The price of gold (XAU/USD) ended in the red on Tuesday as bulls opted to take some profits off the table following recent gains over the past three days and ahead of key US inflation data. Commodities remained under some selling pressure for a second straight day on Wednesday, although fears of a wider conflict in the Middle East and dovish expectations of the Federal Reserve (Fed) should help limit any further losses.

US macro data released on Tuesday suggested that inflation continues to moderate and support the outlook for deeper interest rate cuts by the Fed. This keeps US dollar (USD) bulls on the defensive near a one-week low and provides modest upside for the yellow metal without yield. That said, a generally positive risk tone could limit gains for safety XAU/USD and warrant caution for bullish bullish traders.

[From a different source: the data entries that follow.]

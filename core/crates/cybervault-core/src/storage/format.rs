//! JSON layout of the persisted vault: a bare array of entries, no version field.

use crate::models::entry::Entry;
use crate::Result;

pub fn encode_entries(entries: &[Entry]) -> Result<String> {
    Ok(serde_json::to_string(entries)?)
}

pub fn decode_entries(json: &str) -> Result<Vec<Entry>> {
    Ok(serde_json::from_str(json)?)
}
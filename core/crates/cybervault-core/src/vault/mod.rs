//! Vault container: the ordered entry list, the edit selection, and the
//! intents that mutate them. Every mutation is persisted before it returns.

mod ids;
mod ops;

pub use ids::IdAllocator;
pub use ops::{Intent, Outcome};

use std::fmt;

use serde::Serialize;
use tracing::info;

use crate::clock::{Clock, SystemClock};
use crate::config::VaultConfig;
use crate::models::entry::{Entry, EntryId};
use crate::storage::{KeyValueStore, StorageAdapter};

/// Which entry, if any, the form is editing.
#[derive(Debug, Clone, Copy, PartialEq, Eq, Default, Serialize)]
#[serde(tag = "state", content = "id", rename_all = "camelCase")]
pub enum EditState {
    #[default]
    Idle,
    Editing(EntryId),
}

impl fmt::Display for EditState {
    fn fmt(&self, f: &mut fmt::Formatter<'_>) -> fmt::Result {
        match self {
            EditState::Idle => f.write_str("idle"),
            EditState::Editing(id) => write!(f, "editing entry {id}"),
        }
    }
}

pub struct Vault<S> {
    entries: Vec<Entry>,
    edit: EditState,
    storage: StorageAdapter<S>,
    ids: IdAllocator,
    clock: Box<dyn Clock>,
}

impl<S: KeyValueStore> Vault<S> {
    /// Loads the stored list once and starts idle.
    pub fn open(store: S, config: &VaultConfig) -> Self {
        Self::open_with_clock(store, config, Box::new(SystemClock))
    }

    pub fn open_with_clock(store: S, config: &VaultConfig, clock: Box<dyn Clock>) -> Self {
        let storage = StorageAdapter::new(store, config.storage_key.clone());
        let entries = storage.load();
        let ids = IdAllocator::seeded(&entries);
        info!(key = %storage.key(), count = entries.len(), "vault opened");

        Self {
            entries,
            edit: EditState::Idle,
            storage,
            ids,
            clock,
        }
    }

    pub fn entries(&self) -> &[Entry] {
        &self.entries
    }

    /// First entry carrying `id`.
    pub fn get(&self, id: EntryId) -> Option<&Entry> {
        self.entries.iter().find(|e| e.id == id)
    }

    pub fn len(&self) -> usize {
        self.entries.len()
    }

    pub fn is_empty(&self) -> bool {
        self.entries.is_empty()
    }

    pub fn edit_state(&self) -> EditState {
        self.edit
    }

    /// The entry currently selected for editing.
    pub fn editing(&self) -> Option<&Entry> {
        match self.edit {
            EditState::Editing(id) => self.get(id),
            EditState::Idle => None,
        }
    }

    pub fn storage(&self) -> &StorageAdapter<S> {
        &self.storage
    }

    pub fn into_store(self) -> S {
        self.storage.into_store()
    }
}
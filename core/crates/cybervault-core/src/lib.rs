//! Cyber Vault core library
//!
//! Platform-independent pieces of the local credential vault: the entry
//! model, the JSON storage adapter, the vault container that mediates every
//! mutation, the field validator, the password generator and the ephemeral
//! presentation state (form, list view, save indicator).

pub mod clock;
pub mod config;
pub mod error;
pub mod generator;
pub mod models;
pub mod storage;
pub mod ui;
pub mod validate;
pub mod vault;

pub use clock::{Clock, ManualClock, SystemClock};
pub use config::VaultConfig;
pub use error::{Result, VaultError};
pub use generator::generate_password;
pub use models::entry::{Entry, EntryDraft, EntryId, EntryPatch};
pub use storage::{FileStore, KeyValueStore, MemoryStore, StorageAdapter};
pub use ui::{Clipboard, CopyField, EntryForm, EntryRow, FormMode, ListView, SaveStatus, Submission};
pub use validate::{validate, Field, FieldErrors};
pub use vault::{EditState, Intent, Outcome, Vault};
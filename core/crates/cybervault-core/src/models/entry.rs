use std::fmt;

use serde::{Deserialize, Serialize};

/// Numeric entry id. Stored as a plain JSON number.
#[derive(Serialize, Deserialize, Debug, Clone, Copy, PartialEq, Eq, PartialOrd, Ord, Hash)]
#[serde(transparent)]
pub struct EntryId(pub u64);

impl fmt::Display for EntryId {
    fn fmt(&self, f: &mut fmt::Formatter<'_>) -> fmt::Result {
        write!(f, "{}", self.0)
    }
}

/// One stored credential, in its persisted shape.
#[derive(Serialize, Deserialize, Debug, Clone, PartialEq, Eq)]
#[serde(rename_all = "camelCase")]
pub struct Entry {
    pub id: EntryId,
    pub website: String,
    pub username: String,
    pub password: String,
    #[serde(default)]
    pub notes: String,
    pub created_at: String,
}

/// The user-editable fields of an entry, as submitted by the form.
#[derive(Serialize, Deserialize, Debug, Clone, Default, PartialEq, Eq)]
#[serde(default)]
pub struct EntryDraft {
    pub website: String,
    pub username: String,
    pub password: String,
    pub notes: String,
}

impl EntryDraft {
    pub fn new(
        website: impl Into<String>,
        username: impl Into<String>,
        password: impl Into<String>,
    ) -> Self {
        Self {
            website: website.into(),
            username: username.into(),
            password: password.into(),
            notes: String::new(),
        }
    }

    pub fn with_notes(mut self, notes: impl Into<String>) -> Self {
        self.notes = notes.into();
        self
    }
}

impl From<&Entry> for EntryDraft {
    fn from(entry: &Entry) -> Self {
        Self {
            website: entry.website.clone(),
            username: entry.username.clone(),
            password: entry.password.clone(),
            notes: entry.notes.clone(),
        }
    }
}

/// Partial update for an existing entry. `None` keeps the stored value.
#[derive(Serialize, Deserialize, Debug, Clone, Default, PartialEq, Eq)]
pub struct EntryPatch {
    pub website: Option<String>,
    pub username: Option<String>,
    pub password: Option<String>,
    pub notes: Option<String>,
}

impl EntryPatch {
    pub fn new() -> Self {
        Self::default()
    }

    pub fn website(mut self, value: impl Into<String>) -> Self {
        self.website = Some(value.into());
        self
    }

    pub fn username(mut self, value: impl Into<String>) -> Self {
        self.username = Some(value.into());
        self
    }

    pub fn password(mut self, value: impl Into<String>) -> Self {
        self.password = Some(value.into());
        self
    }

    pub fn notes(mut self, value: impl Into<String>) -> Self {
        self.notes = Some(value.into());
        self
    }

    pub fn is_empty(&self) -> bool {
        self.website.is_none()
            && self.username.is_none()
            && self.password.is_none()
            && self.notes.is_none()
    }

    /// Editable fields of `entry` after this patch, without touching `entry`.
    pub fn merged(&self, entry: &Entry) -> EntryDraft {
        EntryDraft {
            website: pick(&self.website, &entry.website),
            username: pick(&self.username, &entry.username),
            password: pick(&self.password, &entry.password),
            notes: pick(&self.notes, &entry.notes),
        }
    }

    /// Writes the present fields onto `entry`. `id` and `created_at` are never touched.
    pub fn apply(self, entry: &mut Entry) {
        if let Some(website) = self.website {
            entry.website = website;
        }
        if let Some(username) = self.username {
            entry.username = username;
        }
        if let Some(password) = self.password {
            entry.password = password;
        }
        if let Some(notes) = self.notes {
            entry.notes = notes;
        }
    }
}

impl From<EntryDraft> for EntryPatch {
    fn from(draft: EntryDraft) -> Self {
        Self {
            website: Some(draft.website),
            username: Some(draft.username),
            password: Some(draft.password),
            notes: Some(draft.notes),
        }
    }
}

fn pick(patch: &Option<String>, current: &str) -> String {
    patch.as_deref().unwrap_or(current).to_string()
}
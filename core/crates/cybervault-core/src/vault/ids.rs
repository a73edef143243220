use crate::models::entry::{Entry, EntryId};

/// Hands out entry ids from the creation time in milliseconds, bumped past
/// the last id issued so two entries created in the same tick never collide.
#[derive(Debug, Clone, Default)]
pub struct IdAllocator {
    last: u64,
}

impl IdAllocator {
    /// Starts above every id already present.
    pub fn seeded(entries: &[Entry]) -> Self {
        Self {
            last: entries.iter().map(|e| e.id.0).max().unwrap_or(0),
        }
    }

    pub fn next(&mut self, now_ms: i64) -> EntryId {
        let candidate = u64::try_from(now_ms).unwrap_or(0);
        let id = candidate.max(self.last.saturating_add(1));
        self.last = id;
        EntryId(id)
    }
}
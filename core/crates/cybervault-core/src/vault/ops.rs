use tracing::{debug, warn};

use super::{EditState, Vault};
use crate::clock::format_created_at;
use crate::models::entry::{Entry, EntryDraft, EntryId, EntryPatch};
use crate::storage::KeyValueStore;
use crate::validate::validate;
use crate::{Result, VaultError};

/// A user request against the vault.
#[derive(Debug, Clone, PartialEq, Eq)]
pub enum Intent {
    Add(EntryDraft),
    BeginEdit(EntryId),
    SaveEdit(EntryPatch),
    CancelEdit,
    Delete(EntryId),
}

/// What a dispatched intent did.
#[derive(Debug, Clone, PartialEq, Eq)]
pub enum Outcome {
    Added(EntryId),
    EditStarted { id: EntryId, initial: EntryDraft },
    Updated(EntryId),
    Deleted(EntryId),
    Unchanged,
}

impl Outcome {
    /// True when the list changed and was written to storage.
    pub fn persisted(&self) -> bool {
        matches!(
            self,
            Outcome::Added(_) | Outcome::Updated(_) | Outcome::Deleted(_)
        )
    }
}

impl<S: KeyValueStore> Vault<S> {
    pub fn dispatch(&mut self, intent: Intent) -> Result<Outcome> {
        match intent {
            Intent::Add(draft) => self.add(draft).map(Outcome::Added),
            Intent::BeginEdit(id) => Ok(match self.begin_edit(id) {
                Some(initial) => Outcome::EditStarted { id, initial },
                None => Outcome::Unchanged,
            }),
            Intent::SaveEdit(patch) => Ok(self
                .save_edit(patch)?
                .map_or(Outcome::Unchanged, Outcome::Updated)),
            Intent::CancelEdit => {
                self.cancel_edit();
                Ok(Outcome::Unchanged)
            }
            Intent::Delete(id) => Ok(if self.delete(id)? {
                Outcome::Deleted(id)
            } else {
                Outcome::Unchanged
            }),
        }
    }

    /// Selects an entry for editing and returns its fields as form values.
    /// An unknown id drops back to idle.
    pub fn begin_edit(&mut self, id: EntryId) -> Option<EntryDraft> {
        match self.get(id).map(EntryDraft::from) {
            Some(initial) => {
                debug!(%id, "begin edit");
                self.edit = EditState::Editing(id);
                Some(initial)
            }
            None => {
                debug!(%id, "begin edit on missing entry");
                self.edit = EditState::Idle;
                None
            }
        }
    }

    pub fn cancel_edit(&mut self) {
        if let EditState::Editing(id) = self.edit {
            debug!(%id, "edit cancelled");
        }
        self.edit = EditState::Idle;
    }

    pub fn add(&mut self, draft: EntryDraft) -> Result<EntryId> {
        if self.edit != EditState::Idle {
            warn!(state = %self.edit, "add rejected");
            return Err(VaultError::InvalidState {
                intent: "add an entry",
                state: self.edit,
            });
        }

        let errors = validate(&draft);
        if !errors.is_empty() {
            return Err(VaultError::Validation(errors));
        }

        let now = self.clock.now();
        let id = self.ids.next(now.timestamp_millis());
        let entry = Entry {
            id,
            website: draft.website,
            username: draft.username,
            password: draft.password,
            notes: draft.notes,
            created_at: format_created_at(now),
        };

        let mut next = self.entries.clone();
        next.push(entry);
        self.commit(next)?;

        debug!(%id, "entry added");
        Ok(id)
    }

    /// Merges `patch` onto the entry being edited and returns to idle.
    /// Returns `None` when the selected entry no longer exists.
    pub fn save_edit(&mut self, patch: EntryPatch) -> Result<Option<EntryId>> {
        let id = match self.edit {
            EditState::Editing(id) => id,
            EditState::Idle => {
                warn!("save edit rejected while idle");
                return Err(VaultError::InvalidState {
                    intent: "save an edit",
                    state: self.edit,
                });
            }
        };

        // Legacy data may hold several entries under one id; all of them take the edit.
        let targets: Vec<usize> = self
            .entries
            .iter()
            .enumerate()
            .filter(|(_, e)| e.id == id)
            .map(|(index, _)| index)
            .collect();
        if targets.is_empty() {
            debug!(%id, "edited entry is gone");
            self.edit = EditState::Idle;
            return Ok(None);
        }

        for &index in &targets {
            let errors = validate(&patch.merged(&self.entries[index]));
            if !errors.is_empty() {
                return Err(VaultError::Validation(errors));
            }
        }

        let mut next = self.entries.clone();
        for &index in &targets {
            patch.clone().apply(&mut next[index]);
        }
        self.commit(next)?;
        self.edit = EditState::Idle;

        debug!(%id, count = targets.len(), "entry updated");
        Ok(Some(id))
    }

    /// Removes every entry carrying `id`. Returns `false`, and writes nothing,
    /// when no entry matched, so deleting twice is the same as deleting once.
    pub fn delete(&mut self, id: EntryId) -> Result<bool> {
        let mut next = self.entries.clone();
        next.retain(|e| e.id != id);
        if next.len() == self.entries.len() {
            debug!(%id, "delete of missing entry");
            return Ok(false);
        }

        let removed = self.entries.len() - next.len();
        self.commit(next)?;

        if self.edit == EditState::Editing(id) {
            self.edit = EditState::Idle;
        }

        debug!(%id, removed, "entry deleted");
        Ok(true)
    }

    /// Writes `next` and only then makes it the in-memory list.
    fn commit(&mut self, next: Vec<Entry>) -> Result<()> {
        self.storage.save(&next)?;
        self.entries = next;
        Ok(())
    }
}
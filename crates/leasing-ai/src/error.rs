use crate::config::ConfigError;
use crate::telemetry::TelemetryError;
use crate::workflows::leads::LeadServiceError;
use axum::http::StatusCode;
use axum::response::{IntoResponse, Response};
use axum::Json;
use serde_json::json;
use std::fmt;

#[derive(Debug)]
pub enum AppError {
    Config(ConfigError),
    Telemetry(TelemetryError),
    Io(std::io::Error),
    Server(axum::Error),
    Input(serde_json::Error),
    Leads(LeadServiceError),
}

impl fmt::Display for AppError {
    fn fmt(&self, f: &mut fmt::Formatter<'_>) -> fmt::Result {
        match self {
            AppError::Config(err) => write!(f, "configuration error: {}", err),
            AppError::Telemetry(err) => write!(f, "telemetry error: {}", err),
            AppError::Io(err) => write!(f, "io error: {}", err),
            AppError::Server(err) => write!(f, "server error: {}", err),
            AppError::Input(err) => write!(f, "invalid lead payload: {}", err),
            AppError::Leads(err) => write!(f, "lead service error: {}", err),
        }
    }
}

impl std::error::Error for AppError {
    fn source(&self) -> Option<&(dyn std::error::Error + 'static)> {
        match self {
            AppError::Config(err) => Some(err),
            AppError::Telemetry(err) => Some(err),
            AppError::Io(err) => Some(err),
            AppError::Server(err) => Some(err),
            AppError::Input(err) => Some(err),
            AppError::Leads(err) => Some(err),
        }
    }
}

impl IntoResponse for AppError {
    fn into_response(self) -> Response {
        let status = match self {
            AppError::Input(_) => StatusCode::BAD_REQUEST,
            AppError::Config(_)
            | AppError::Telemetry(_)
            | AppError::Io(_)
            | AppError::Server(_)
            | AppError::Leads(_) => StatusCode::INTERNAL_SERVER_ERROR,
        };

        let body = Json(json!({ "error": self.to_string() }));
        (status, body).into_response()
    }
}

impl From<ConfigError> for AppError {
    fn from(value: ConfigError) -> Self {
        Self::Config(value)
    }
}

impl From<TelemetryError> for AppError {
    fn from(value: TelemetryError) -> Self {
        Self::Telemetry(value)
    }
}

impl From<std::io::Error> for AppError {
    fn from(value: std::io::Error) -> Self {
        Self::Io(value)
    }
}

impl From<axum::Error> for AppError {
    fn from(value: axum::Error) -> Self {
        Self::Server(value)
    }
}

impl From<serde_json::Error> for AppError {
    fn from(value: serde_json::Error) -> Self {
        Self::Input(value)
    }
}

impl From<LeadServiceError> for AppError {
    fn from(value: LeadServiceError) -> Self {
        Self::Leads(value)
    }
}

#[cfg(test)]
mod tests {
    use super::*;
    use crate::workflows::leads::FollowUpError;

    #[test]
    fn lead_failures_map_to_internal_error() {
        let err = AppError::from(LeadServiceError::from(FollowUpError::InvalidMoveInDate {
            value: "soon".to_string(),
        }));
        assert!(err.to_string().contains("invalid move-in date 'soon'"));
        assert_eq!(
            err.into_response().status(),
            StatusCode::INTERNAL_SERVER_ERROR
        );
    }

    #[test]
    fn malformed_input_maps_to_bad_request() {
        let parse = serde_json::from_str::<serde_json::Value>("{").expect_err("truncated json");
        assert_eq!(
            AppError::from(parse).into_response().status(),
            StatusCode::BAD_REQUEST
        );
    }
}
use crate::infra::AppState;
use axum::http::{header, HeaderValue, StatusCode};
use axum::response::IntoResponse;
use axum::Extension;
use axum::Json;
use leasing_ai::workflows::leads::{lead_router, LeadIntelligenceService, LeadStore};
use serde_json::json;
use std::sync::Arc;
use tower_http::cors::{AllowHeaders, AllowMethods, CorsLayer};
use tracing::warn;

pub(crate) fn with_service_routes<S>(service: Arc<LeadIntelligenceService<S>>) -> axum::Router
where
    S: LeadStore + 'static,
{
    lead_router(service)
        .route("/health", axum::routing::get(healthcheck))
        .route("/ready", axum::routing::get(readiness_endpoint))
        .route("/metrics", axum::routing::get(metrics_endpoint))
}

/// Cross-origin policy restricted to the configured CRM front ends.
///
/// Credentials are allowed, so methods and headers mirror the preflight instead of using `*`.
pub(crate) fn cors_layer(origins: &[String]) -> CorsLayer {
    let allowed: Vec<HeaderValue> = origins
        .iter()
        .filter_map(|origin| match origin.parse::<HeaderValue>() {
            Ok(value) => Some(value),
            Err(_) => {
                warn!(%origin, "ignoring invalid CORS origin");
                None
            }
        })
        .collect();

    CorsLayer::new()
        .allow_origin(allowed)
        .allow_methods(AllowMethods::mirror_request())
        .allow_headers(AllowHeaders::mirror_request())
        .allow_credentials(true)
}

pub(crate) async fn healthcheck() -> Json<serde_json::Value> {
    Json(json!({ "status": "ok" }))
}

pub(crate) async fn readiness_endpoint(Extension(state): Extension<AppState>) -> impl IntoResponse {
    let ready = state.readiness.load(std::sync::atomic::Ordering::Relaxed);
    let status = if ready {
        StatusCode::OK
    } else {
        StatusCode::SERVICE_UNAVAILABLE
    };

    let payload = if ready {
        json!({ "status": "ready" })
    } else {
        json!({ "status": "initializing" })
    };

    (status, Json(payload))
}

pub(crate) async fn metrics_endpoint(Extension(state): Extension<AppState>) -> impl IntoResponse {
    (
        StatusCode::OK,
        [(header::CONTENT_TYPE, "text/plain; version=0.0.4")],
        state.metrics.render(),
    )
}

#[cfg(test)]
mod tests {
    use super::*;
    use crate::infra::{sample_leads, InMemoryLeadStore};
    use axum::body::Body;
    use axum::http::{Method, Request};
    use leasing_ai::workflows::leads::ScoringWeights;
    use tower::ServiceExt;

    fn router() -> axum::Router {
        let store = Arc::new(InMemoryLeadStore::seeded(&sample_leads()));
        let service = Arc::new(LeadIntelligenceService::new(store, ScoringWeights::default()));
        with_service_routes(service).layer(cors_layer(&[
            "http://localhost:5173".to_string(),
            "not a header\u{7f}".to_string(),
        ]))
    }

    #[tokio::test]
    async fn healthcheck_reports_ok() {
        let Json(body) = healthcheck().await;
        assert_eq!(body, json!({ "status": "ok" }));
    }

    #[tokio::test]
    async fn preflight_allows_configured_origin() {
        let response = router()
            .oneshot(
                Request::builder()
                    .method(Method::OPTIONS)
                    .uri("/api/score-lead")
                    .header(header::ORIGIN, "http://localhost:5173")
                    .header(header::ACCESS_CONTROL_REQUEST_METHOD, "POST")
                    .body(Body::empty())
                    .expect("request builds"),
            )
            .await
            .expect("route executes");

        assert_eq!(
            response
                .headers()
                .get(header::ACCESS_CONTROL_ALLOW_ORIGIN)
                .and_then(|value| value.to_str().ok()),
            Some("http://localhost:5173")
        );
    }

    #[tokio::test]
    async fn unknown_origins_get_no_cors_grant() {
        let response = router()
            .oneshot(
                Request::get("/")
                    .header(header::ORIGIN, "https://evil.example.com")
                    .body(Body::empty())
                    .expect("request builds"),
            )
            .await
            .expect("route executes");

        assert_eq!(response.status(), StatusCode::OK);
        assert!(response
            .headers()
            .get(header::ACCESS_CONTROL_ALLOW_ORIGIN)
            .is_none());
    }
}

Daily Digest Market Movers: Gold price unlikely to witness any significant decline amid Middle East tensions, Fed rate cut bets

  • The price of gold is trading modestly lower for a second day in a row on Wednesday, albeit lacking a follow-through and remaining within striking distance of the all-time high reached in July.
  • A Hamas official said Tuesday that the group had decided not to participate in the talks because its leaders did not believe the Israeli government had negotiated in good faith.
  • Iranian officials told Reuters that only a ceasefire agreement in Gaza would prevent Iran from retaliating directly against Israel for the assassination of Hamas leader Ismail Haniyeh on its soil.
  • The development raises the risk of a wider Middle East war and should act as a tailwind for the safe-haven metal amid bets for more interest rate cuts from the Federal Reserve.
  • The US Bureau of Labor Statistics reported on Tuesday that the Producer Price Index (PPI) for final demand rose 2.2% on an annual basis in July, down from 2.7% the previous month.
  • On a monthly basis, the PPI rose 0.1%, while the core PPI (which excludes volatile food and energy components) missed estimates and was flat during the reported month.
  • The softer data provided more evidence of cooling inflation and opened the door for the Fed to begin its policy easing cycle, triggering a further decline in US Treasury yields.
  • Atlanta Fed President Raphael Bostic reiterated on Tuesday that he would likely be ready to taper by the end of the year, although he wants to see a bit more data before backing the move.
  • The US dollar is near its lowest level in over a week and could further benefit XAU/USD as the focus now shifts to the US Consumer Price Index (CPI).
  • Headline CPI is expected to fall from a 3.0% y/y rate to 2.9% in July, and core CPI is seen at 3.2%, compared to June’s 3.3% increase .
  • A weaker reading will further raise bets for a 50 basis point Fed rate cut in September and hurt the greenback, paving the way for further gains in the non-yielding yellow metal.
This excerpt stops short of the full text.